(Saved entries)
════════════════
//! Comparison chart rendering.
//!
//! All series go into one figure: one colored line per input, the input's
//! title and aggregate score written past the end of its line, and an x axis
//! in either frame numbers or `HH:MM:SS` timestamps.

use crate::error::{CompareError, Result};
use crate::metrics::MetricSeries;
use plotters::coord::types::RangedCoordf64;
use plotters::prelude::*;
use std::path::{Path, PathBuf};

/// Tableau 20 palette
#[rustfmt::skip]
pub const TABLEAU20: [(u8, u8, u8); 20] = [
    (31, 119, 180), (255, 127, 14), (174, 199, 232), (255, 187, 120),
    (44, 160, 44), (152, 223, 138), (214, 39, 40), (255, 152, 150),
    (148, 103, 189), (197, 176, 213), (140, 86, 75), (196, 156, 148),
    (227, 119, 194), (247, 182, 210), (127, 127, 127), (199, 199, 199),
    (188, 189, 34), (219, 219, 141), (23, 190, 207), (158, 218, 229),
];

/// Points drawn per series before downsampling kicks in
pub const MAX_POINTS: usize = 250;
/// Canvas size in pixels (20:12)
pub const FIGURE_SIZE: (u32, u32) = (2000, 1200);

const TITLE_SEPARATOR: &str = " vs ";
const TIME_TICKS: usize = 10;
const FRAME_TICKS: usize = 12;
const Y_TICKS: usize = 8;
/// Y range used when no series has a finite value (every frame identical)
const FALLBACK_Y_RANGE: (f64, f64) = (0.0, 60.0);

/// Output image format, picked from the file extension
#[derive(Debug, Clone, Copy, PartialEq, Eq)]
pub enum ImageFormat {
    Svg,
    #[cfg(feature = "bitmap")]
    Bitmap,
}

impl ImageFormat {
    pub fn from_path(path: &Path) -> Result<Self> {
        let ext = path
            .extension()
            .map(|e| e.to_string_lossy().to_ascii_lowercase())
            .unwrap_or_default();
        match ext.as_str() {
            "svg" => Ok(ImageFormat::Svg),
            #[cfg(feature = "bitmap")]
            "png" | "bmp" | "jpg" | "jpeg" => Ok(ImageFormat::Bitmap),
            _ => Err(CompareError::UnsupportedFormat {
                path: path.to_path_buf(),
            }),
        }
    }
}

/// One rendering request
#[derive(Debug, Clone)]
pub struct ChartSpec {
    /// Series in input order; legend and color order follow it
    pub series: Vec<MetricSeries>,
    /// Frame rate; when set the x axis shows timestamps
    pub fps: Option<f64>,
    pub output: PathBuf,
    pub size: (u32, u32),
    pub max_points: usize,
}

impl ChartSpec {
    pub fn new<P: Into<PathBuf>>(series: Vec<MetricSeries>, output: P) -> Self {
        Self {
            series,
            fps: None,
            output: output.into(),
            size: FIGURE_SIZE,
            max_points: MAX_POINTS,
        }
    }

    pub fn with_fps(mut self, fps: Option<f64>) -> Self {
        self.fps = fps;
        self
    }
}

/// Plot-ready view of a series
#[derive(Debug, Clone)]
struct RenderSeries {
    title: String,
    aggregate_db: f64,
    color: RGBColor,
    points: Vec<(f64, f64)>,
}

/// Palette color for the series at `index`
pub fn series_color(index: usize) -> RGBColor {
    let (r, g, b) = TABLEAU20[index % TABLEAU20.len()];
    RGBColor(r, g, b)
}

/// Fixed-stride subsample for display.
///
/// Series at or below `max_points` are returned unchanged; longer ones keep
/// every `len / max_points`-th point starting with the first.
pub fn downsample(points: &[(f64, f64)], max_points: usize) -> Vec<(f64, f64)> {
    if max_points == 0 || points.len() <= max_points {
        return points.to_vec();
    }
    let stride = points.len() / max_points;
    points.iter().step_by(stride).copied().collect()
}

/// Chart title: series titles in input order
pub fn chart_title(series: &[MetricSeries]) -> String {
    series
        .iter()
        .map(|s| s.title())
        .collect::<Vec<_>>()
        .join(TITLE_SEPARATOR)
}

/// `HH:MM:SS` for a 1-based frame number, truncated to whole seconds.
pub fn format_timestamp(frame: f64, fps: f64) -> String {
    let t = ((frame - 1.0) / fps).floor().max(0.0) as u64;
    format!("{:02}:{:02}:{:02}", t / 3600, t % 3600 / 60, t % 60)
}

fn format_aggregate(db: f64) -> String {
    format!("{:.3} avg", db)
}

fn format_tick(value: f64) -> String {
    if value.fract() == 0.0 {
        format!("{}", value as i64)
    } else {
        format!("{}", (value * 100.0).round() / 100.0)
    }
}

fn validate(series: &[MetricSeries]) -> Result<()> {
    let first = series.first().ok_or(CompareError::NoSeries)?;
    if let Some(other) = series.iter().find(|s| s.kind() != first.kind()) {
        return Err(CompareError::UnsupportedMetric {
            name: format!("{} mixed with {}", other.kind(), first.kind()),
        });
    }
    Ok(())
}

fn prepare(spec: &ChartSpec) -> Vec<RenderSeries> {
    spec.series
        .iter()
        .enumerate()
        .map(|(i, series)| RenderSeries {
            title: series.title().to_string(),
            aggregate_db: series.aggregate_db(),
            color: series_color(i),
            points: downsample(&series.points(), spec.max_points),
        })
        .collect()
}

/// X range from frame 1 to the last frame, plus room for the end labels.
fn x_range(layers: &[RenderSeries]) -> (f64, f64) {
    let last = layers
        .iter()
        .filter_map(|l| l.points.last().map(|p| p.0))
        .fold(1.0_f64, f64::max);
    let room = ((last - 1.0) * 0.12).max(4.0);
    (1.0, last + room)
}

fn y_range(layers: &[RenderSeries]) -> (f64, f64) {
    let (lo, hi) = layers
        .iter()
        .flat_map(|l| l.points.iter().map(|p| p.1))
        .filter(|y| y.is_finite())
        .fold((f64::INFINITY, f64::NEG_INFINITY), |(lo, hi), y| {
            (lo.min(y), hi.max(y))
        });
    if !lo.is_finite() {
        return FALLBACK_Y_RANGE;
    }
    let pad = ((hi - lo) * 0.08).max(1.0);
    ((lo - pad).max(0.0), hi + pad)
}

/// Value of the first label plotters would place on `lo..hi` with `count` labels.
fn first_key_point(lo: f64, hi: f64, count: usize) -> Option<f64> {
    RangedCoordf64::from(lo..hi).key_points(count).first().copied()
}

/// Horizontal gridlines at the y labels, minus the outermost two.
fn inner_gridlines(lo: f64, hi: f64, count: usize) -> Vec<f64> {
    let keys = RangedCoordf64::from(lo..hi).key_points(count);
    if keys.len() <= 2 {
        return Vec::new();
    }
    keys[1..keys.len() - 1].to_vec()
}

/// Where the end-of-line labels go: the last finite point, or the last frame
/// at the top of the plot when every frame is a perfect match.
fn label_anchor(points: &[(f64, f64)], y_top: f64) -> Option<(f64, f64)> {
    points
        .iter()
        .rev()
        .find(|(_, y)| y.is_finite())
        .copied()
        .or_else(|| points.last().map(|&(x, _)| (x, y_top)))
}

fn draw_chart<DB: DrawingBackend>(
    backend: DB,
    spec: &ChartSpec,
    layers: &[RenderSeries],
) -> std::result::Result<(), DrawingAreaErrorKind<DB::ErrorType>> {
    let root = backend.into_drawing_area();
    root.fill(&WHITE)?;

    let (x_lo, x_hi) = x_range(layers);
    let (y_lo, y_hi) = y_range(layers);
    let x_labels = if spec.fps.is_some() { TIME_TICKS } else { FRAME_TICKS };

    // First x and y labels sit on the plot edge
    let hidden_x = first_key_point(x_lo, x_hi, x_labels);
    let hidden_y = first_key_point(y_lo, y_hi, Y_TICKS);

    let title = chart_title(&spec.series);
    let metric = spec.series[0].kind();

    let mut chart = ChartBuilder::on(&root)
        .caption(&title, ("sans-serif", 38))
        .margin(30)
        .x_label_area_size(80)
        .y_label_area_size(100)
        .build_cartesian_2d(x_lo..x_hi, y_lo..y_hi)?;

    let x_formatter = |x: &f64| {
        if Some(*x) == hidden_x {
            return String::new();
        }
        match spec.fps {
            Some(fps) => format_timestamp(*x, fps),
            None => format_tick(*x),
        }
    };
    let y_formatter = |y: &f64| {
        if Some(*y) == hidden_y {
            String::new()
        } else {
            format_tick(*y)
        }
    };

    // Only the left and bottom axis lines are drawn, no top/right border
    chart
        .configure_mesh()
        .x_labels(x_labels)
        .y_labels(Y_TICKS)
        .x_desc(if spec.fps.is_some() { "Time (s)" } else { "Frame (n)" })
        .y_desc(metric.axis_label())
        .axis_desc_style(("sans-serif", 28))
        .label_style(("sans-serif", 22))
        .x_label_formatter(&x_formatter)
        .y_label_formatter(&y_formatter)
        .set_all_tick_mark_size(0)
        .disable_y_mesh()
        .bold_line_style(BLACK.mix(0.12))
        .light_line_style(TRANSPARENT)
        .axis_style(BLACK.mix(0.5))
        .draw()?;

    // Y gridlines without the outermost two
    chart.draw_series(
        inner_gridlines(y_lo, y_hi, Y_TICKS)
            .into_iter()
            .map(|y| PathElement::new(vec![(x_lo, y), (x_hi, y)], BLACK.mix(0.12))),
    )?;

    for layer in layers {
        // Perfect-match frames have no finite value and break the line
        for segment in layer.points.split(|(_, y)| !y.is_finite()) {
            if segment.is_empty() {
                continue;
            }
            chart.draw_series(LineSeries::new(
                segment.iter().copied(),
                layer.color.stroke_width(2),
            ))?;
        }

        let Some((x, y)) = label_anchor(&layer.points, y_hi) else {
            continue;
        };
        let title_style = ("sans-serif", 24).into_font().color(&layer.color);
        let avg_style = ("sans-serif", 20).into_font().color(&layer.color);
        chart.draw_series(std::iter::once(
            EmptyElement::at((x, y))
                + Text::new(layer.title.clone(), (8, 0), title_style)
                + Text::new(format_aggregate(layer.aggregate_db), (8, 28), avg_style),
        ))?;
    }

    root.present()?;
    Ok(())
}

/// Render the chart described by `spec` to `spec.output`.
pub fn render_chart(spec: &ChartSpec) -> Result<()> {
    validate(&spec.series)?;
    let format = ImageFormat::from_path(&spec.output)?;
    let layers = prepare(spec);
    log::debug!(
        "rendering {} series to {} ({:?})",
        layers.len(),
        spec.output.display(),
        format
    );

    let write_error = |reason: String| CompareError::RenderWrite {
        path: spec.output.clone(),
        reason,
    };
    match format {
        ImageFormat::Svg => {
            let backend = SVGBackend::new(&spec.output, spec.size);
            draw_chart(backend, spec, &layers).map_err(|e| write_error(e.to_string()))
        }
        #[cfg(feature = "bitmap")]
        ImageFormat::Bitmap => {
            let backend = BitMapBackend::new(&spec.output, spec.size);
            draw_chart(backend, spec, &layers).map_err(|e| write_error(e.to_string()))
        }
    }
}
════════════════
Description of the task: Where a line of the entries contains the word "RGBColor", copy that line.

Solved problem:
    color: RGBColor,
pub fn series_color(index: usize) -> RGBColor {
    RGBColor(r, g, b)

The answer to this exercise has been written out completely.